From 3a8fed1ac339b279000ba89f85041d9e28829288 Mon Sep 17 00:00:00 2001
From: Dan Albert <danalbert@google.com>
Date: Thu, 20 Jul 2023 23:08:22 +0000
Subject: [PATCH 1/2] Fix mismatched return types for surrogate pairs.

We've had these backward all this time. The relevant quote is in a
code comment in the implementation, but the first call after
completely decoding a code point that requires a surrogate pair should
return the number of bytes decoded by the most recent call, and the
second call should return -3 (if only C had given those some named
constants that might have been more obviously wrong).

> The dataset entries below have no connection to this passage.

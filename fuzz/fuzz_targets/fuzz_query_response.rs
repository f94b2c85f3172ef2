// SPDX-License-Identifier: Apache-2.0 OR MIT
// Copyright (c) 2025-2026 naskel.com

#![no_main]

use iroha_data_model::{decode_query_response, load_schema};
use iroha_schema::Schema;
use libfuzzer_sys::fuzz_target;
use std::sync::OnceLock;

fn schema() -> &'static Schema {
    static SCHEMA: OnceLock<Schema> = OnceLock::new();
    SCHEMA.get_or_init(|| load_schema().expect("schema"))
}

fuzz_target!(|data: &[u8]| {
    let _ = decode_query_response(schema(), data);
});
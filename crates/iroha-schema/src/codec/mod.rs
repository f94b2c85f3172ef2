// SPDX-License-Identifier: Apache-2.0 OR MIT
// Copyright (c) 2025-2026 naskel.com

//! SCALE wire codec.
//!
//! Encoding and decoding are driven by a resolved [`Schema`]: every type
//! reference is already a [`TypeId`], so the hot path never looks a name up.
//!
//! | Kind            | Wire form                                   |
//! |-----------------|---------------------------------------------|
//! | integers        | little endian, fixed width                  |
//! | `bool`          | one byte, `0` or `1`                        |
//! | `Compact`       | SCALE compact integer                       |
//! | `String`, `Vec` | compact length, then contents               |
//! | `Map`           | compact count, then key/value pairs         |
//! | `Option<T>`     | `0`, or `1` + payload (`Option<bool>`: 0/1/2)|
//! | struct, tuple   | members in declared order, no prefix        |
//! | array           | elements, no prefix                         |
//! | enum            | one-byte discriminant, then payload         |
//!
//! The encoder takes a value only in the shape the decoder produces for its
//! type: `Sequence` for `Vec`, `Array` for arrays, `Compact` for compact
//! integers, struct fields in declared order, an empty `Tuple` for a
//! zero-arity tuple. Nesting and lengths are bounded by the default
//! [`CodecConfig`], so every encoded value decodes back to itself.

mod compact;
mod decoder;
mod encoder;
mod error;

pub use compact::{compact_len, decode_compact, encode_compact};
pub use error::CodecError;

use crate::config::CodecConfig;
use crate::schema::{Schema, TypeId, TypeKind};
use crate::value::{EnumValue, Value};
use decoder::Decoder;
use encoder::Encoder;

/// Encode `value` as an instance of `ty`.
pub fn encode(schema: &Schema, ty: TypeId, value: &Value) -> Result<Vec<u8>, CodecError> {
    let mut out = Vec::new();
    encode_to(schema, ty, value, &mut out)?;
    Ok(out)
}

/// Append the encoding of `value` to `out`.
///
/// On error `out` is left as it was before the call.
pub fn encode_to(
    schema: &Schema,
    ty: TypeId,
    value: &Value,
    out: &mut Vec<u8>,
) -> Result<(), CodecError> {
    let start = out.len();
    let mut encoder = Encoder::new(schema, std::mem::take(out));
    let result = encoder.encode_value(ty, value);
    *out = encoder.into_bytes();
    if result.is_err() {
        out.truncate(start);
    }
    result
}

/// Decode one instance of `ty` with the default limits.
pub fn decode(schema: &Schema, ty: TypeId, bytes: &[u8]) -> Result<Value, CodecError> {
    decode_with(schema, ty, bytes, &CodecConfig::default())
}

/// Decode one instance of `ty`.
pub fn decode_with(
    schema: &Schema,
    ty: TypeId,
    bytes: &[u8],
    config: &CodecConfig,
) -> Result<Value, CodecError> {
    let mut decoder = Decoder::new(schema, config, bytes);
    let result = decoder
        .decode_value(ty)
        .and_then(|value| decoder.finish().map(|()| value));
    if let Err(e) = &result {
        tracing::debug!(
            "Decode of {} failed ({} bytes): {}",
            schema.name_of(ty).unwrap_or("?"),
            bytes.len(),
            e
        );
    }
    result
}

impl Schema {
    /// Encode `value` as an instance of `ty`.
    pub fn encode(&self, ty: TypeId, value: &Value) -> Result<Vec<u8>, CodecError> {
        encode(self, ty, value)
    }

    /// Decode one instance of `ty` with the default limits.
    pub fn decode(&self, ty: TypeId, bytes: &[u8]) -> Result<Value, CodecError> {
        decode(self, ty, bytes)
    }

    /// Decode one instance of `ty` with explicit limits.
    pub fn decode_with(
        &self,
        ty: TypeId,
        bytes: &[u8],
        config: &CodecConfig,
    ) -> Result<Value, CodecError> {
        decode_with(self, ty, bytes, config)
    }

    /// Check that `value` conforms to `ty`.
    ///
    /// Accepts exactly the values [`Schema::encode`] accepts.
    pub fn validate(&self, ty: TypeId, value: &Value) -> Result<(), CodecError> {
        let mut encoder = Encoder::new(self, Vec::new());
        encoder.encode_value(ty, value)
    }

    /// Build an enum value, taking the discriminant from the schema so the
    /// tag and discriminant cannot disagree.
    pub fn variant(&self, ty: TypeId, tag: &str, payload: Value) -> Result<Value, CodecError> {
        let desc = self.get(ty).ok_or(CodecError::UnknownType(ty))?;
        let TypeKind::Enum(e) = &desc.kind else {
            return Err(CodecError::TypeMismatch {
                expected: "enum".into(),
                found: desc.kind.label().into(),
            });
        };
        let variant = e.variant(tag).ok_or_else(|| CodecError::UnknownVariantName {
            type_name: desc.name.clone(),
            variant: tag.to_string(),
        })?;
        let value = Value::Enum(EnumValue::new(
            variant.name.clone(),
            variant.discriminant,
            payload,
        ));
        self.validate(ty, &value)?;
        Ok(value)
    }
}
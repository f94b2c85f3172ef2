// SPDX-License-Identifier: Apache-2.0 OR MIT
// Copyright (c) 2025-2026 naskel.com

//! Transaction queries.

use super::QueryDecl;

pub(super) const QUERIES: &[QueryDecl] = &[
    QueryDecl::no_args("FindAllTransactions"),
    QueryDecl::new("FindTransactionsByAccountId", &["account_id"]),
    QueryDecl::new("FindTransactionByHash", &["hash"]),
];
// SPDX-License-Identifier: Apache-2.0 OR MIT
// Copyright (c) 2025-2026 naskel.com

//! SCALE decoder driven by a resolved schema.

use super::compact::decode_compact;
use super::CodecError;
use crate::config::CodecConfig;
use crate::schema::{PrimitiveKind, Schema, TypeId, TypeKind};
use crate::value::{EnumValue, Value};

/// Reads values of schema types from a byte slice.
pub(crate) struct Decoder<'s, 'a> {
    schema: &'s Schema,
    config: &'s CodecConfig,
    buffer: &'a [u8],
    offset: usize,
    depth: usize,
}

impl<'s, 'a> Decoder<'s, 'a> {
    pub(crate) fn new(schema: &'s Schema, config: &'s CodecConfig, buffer: &'a [u8]) -> Self {
        Self {
            schema,
            config,
            buffer,
            offset: 0,
            depth: 0,
        }
    }

    pub(crate) fn remaining(&self) -> usize {
        self.buffer.len().saturating_sub(self.offset)
    }

    /// Check that the whole input was consumed (when configured to).
    pub(crate) fn finish(&self) -> Result<(), CodecError> {
        let left = self.remaining();
        if self.config.reject_trailing_bytes && left > 0 {
            return Err(CodecError::TrailingBytes(left));
        }
        Ok(())
    }

    fn read_bytes(&mut self, count: usize) -> Result<&'a [u8], CodecError> {
        let buffer = self.buffer;
        let slice = self
            .offset
            .checked_add(count)
            .and_then(|end| buffer.get(self.offset..end))
            .ok_or(CodecError::UnexpectedEof {
                need: count,
                have: self.remaining(),
            })?;
        self.offset += count;
        Ok(slice)
    }

    fn read_array<const N: usize>(&mut self) -> Result<[u8; N], CodecError> {
        let bytes = self.read_bytes(N)?;
        let mut out = [0u8; N];
        out.copy_from_slice(bytes);
        Ok(out)
    }

    fn read_u8(&mut self) -> Result<u8, CodecError> {
        Ok(self.read_bytes(1)?[0])
    }

    fn read_compact(&mut self) -> Result<u128, CodecError> {
        let buffer = self.buffer;
        let (value, used) = decode_compact(&buffer[self.offset.min(buffer.len())..])?;
        self.offset += used;
        Ok(value)
    }

    /// Compact length prefix, bounded by the configured limit.
    fn read_len(&mut self) -> Result<usize, CodecError> {
        let len = self.read_compact()?;
        let max = self.config.max_sequence_len;
        match usize::try_from(len) {
            Ok(n) if n <= max => Ok(n),
            _ => Err(CodecError::LengthLimit { len, max }),
        }
    }

    pub(crate) fn decode_value(&mut self, ty: TypeId) -> Result<Value, CodecError> {
        if self.depth >= self.config.max_depth {
            return Err(CodecError::DepthLimit(self.config.max_depth));
        }
        self.depth += 1;
        let result = self.decode_kind(ty);
        self.depth -= 1;
        result
    }

    fn decode_kind(&mut self, ty: TypeId) -> Result<Value, CodecError> {
        let schema = self.schema;
        let desc = schema.get(ty).ok_or(CodecError::UnknownType(ty))?;
        match &desc.kind {
            TypeKind::Primitive(p) => self.decode_primitive(*p),
            TypeKind::Struct(fields) => {
                let mut values = Vec::with_capacity(fields.len());
                for field in fields {
                    let value = self.decode_value(field.type_ref)?;
                    values.push((field.name.clone(), value));
                }
                Ok(Value::Struct(values))
            }
            TypeKind::Enum(e) => {
                let discriminant = self.read_u8()?;
                let variant = e.variant_by_discriminant(discriminant).ok_or_else(|| {
                    CodecError::UnknownVariant {
                        type_name: desc.name.clone(),
                        discriminant,
                    }
                })?;
                let payload = match variant.payload {
                    Some(payload) => self.decode_value(payload)?,
                    None => Value::Unit,
                };
                Ok(Value::Enum(EnumValue::new(
                    variant.name.clone(),
                    discriminant,
                    payload,
                )))
            }
            TypeKind::Tuple(elements) => {
                let mut values = Vec::with_capacity(elements.len());
                for element in elements {
                    values.push(self.decode_value(*element)?);
                }
                Ok(Value::Tuple(values))
            }
            TypeKind::Sequence(element) => {
                let len = self.read_len()?;
                // Never trust the prefix for the allocation size.
                let mut values = Vec::with_capacity(len.min(self.remaining()));
                for _ in 0..len {
                    values.push(self.decode_value(*element)?);
                }
                Ok(Value::Sequence(values))
            }
            TypeKind::Array { element, length } => {
                let mut values = Vec::with_capacity((*length).min(self.remaining()));
                for _ in 0..*length {
                    values.push(self.decode_value(*element)?);
                }
                Ok(Value::Array(values))
            }
            TypeKind::Option(inner) => {
                let is_bool = matches!(
                    schema.get(*inner).map(|d| &d.kind),
                    Some(TypeKind::Primitive(PrimitiveKind::Bool))
                );
                let tag = self.read_u8()?;
                match (tag, is_bool) {
                    (0, _) => Ok(Value::none()),
                    (1, true) => Ok(Value::some(Value::Bool(true))),
                    (2, true) => Ok(Value::some(Value::Bool(false))),
                    (1, false) => Ok(Value::some(self.decode_value(*inner)?)),
                    (other, _) => Err(CodecError::InvalidOptionTag(other)),
                }
            }
            TypeKind::Map { key, value } => {
                let len = self.read_len()?;
                let mut pairs = Vec::with_capacity(len.min(self.remaining()));
                for _ in 0..len {
                    let k = self.decode_value(*key)?;
                    let v = self.decode_value(*value)?;
                    pairs.push((k, v));
                }
                Ok(Value::Map(pairs))
            }
        }
    }

    fn decode_primitive(&mut self, kind: PrimitiveKind) -> Result<Value, CodecError> {
        Ok(match kind {
            PrimitiveKind::Unit => Value::Unit,
            PrimitiveKind::Bool => match self.read_u8()? {
                0 => Value::Bool(false),
                1 => Value::Bool(true),
                other => return Err(CodecError::InvalidBool(other)),
            },
            PrimitiveKind::U8 => Value::U8(self.read_u8()?),
            PrimitiveKind::U16 => Value::U16(u16::from_le_bytes(self.read_array()?)),
            PrimitiveKind::U32 => Value::U32(u32::from_le_bytes(self.read_array()?)),
            PrimitiveKind::U64 => Value::U64(u64::from_le_bytes(self.read_array()?)),
            PrimitiveKind::U128 => Value::U128(u128::from_le_bytes(self.read_array()?)),
            PrimitiveKind::I8 => Value::I8(i8::from_le_bytes(self.read_array()?)),
            PrimitiveKind::I16 => Value::I16(i16::from_le_bytes(self.read_array()?)),
            PrimitiveKind::I32 => Value::I32(i32::from_le_bytes(self.read_array()?)),
            PrimitiveKind::I64 => Value::I64(i64::from_le_bytes(self.read_array()?)),
            PrimitiveKind::I128 => Value::I128(i128::from_le_bytes(self.read_array()?)),
            PrimitiveKind::Compact => Value::Compact(self.read_compact()?),
            PrimitiveKind::String => {
                let len = self.read_len()?;
                let bytes = self.read_bytes(len)?;
                let text = std::str::from_utf8(bytes).map_err(|_| CodecError::InvalidUtf8)?;
                Value::String(text.to_string())
            }
        })
    }
}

Bug: https://issuetracker.google.com/289419882
Test: Fixed the test, tests run against glibc and musl to confirm
Change-Id: Idabf01075b1cad35b604ede8d676d6f0b1dc91e6
---
 libc/bionic/mbrtoc16.cpp      | 27 +++++++++++++++++++++++---
 libc/private/bionic_mbstate.h |  8 ++++++--
 tests/uchar_test.cpp          | 36 -----------------------------------
 3 files changed, 30 insertions(+), 41 deletions(-)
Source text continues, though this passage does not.